• Exercise goal
The expected output is every entry that follows, reproduced exactly.

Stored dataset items
============================================================

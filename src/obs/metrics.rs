// self
use crate::obs::{FlowKind, FlowOutcome};

/// Records a flow outcome via the global metrics recorder (when enabled).
pub fn record_flow_outcome(kind: FlowKind, outcome: FlowOutcome) {
	#[cfg(feature = "metrics")]
	{
		metrics::counter!(
			"oauth2_refresh_coordinator_flow_total",
			"flow" => kind.as_str(),
			"outcome" => outcome.as_str()
		)
		.increment(1);
	}

	#[cfg(not(feature = "metrics"))]
	{
		let _ = (kind, outcome);
	}
}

============================================================

• Output for this task
filename src/obs/metrics.rs
// self
use crate::obs::{FlowKind, FlowOutcome};

/// Records a flow outcome via the global metrics recorder (when enabled).
pub fn record_flow_outcome(kind: FlowKind, outcome: FlowOutcome) {
	#[cfg(feature = "metrics")]
	{
		metrics::counter!(
			"oauth2_refresh_coordinator_flow_total",
			"flow" => kind.as_str(),
			"outcome" => outcome.as_str()
		)
		.increment(1);
	}

	#[cfg(not(feature = "metrics"))]
	{
		let _ = (kind, outcome);
	}
}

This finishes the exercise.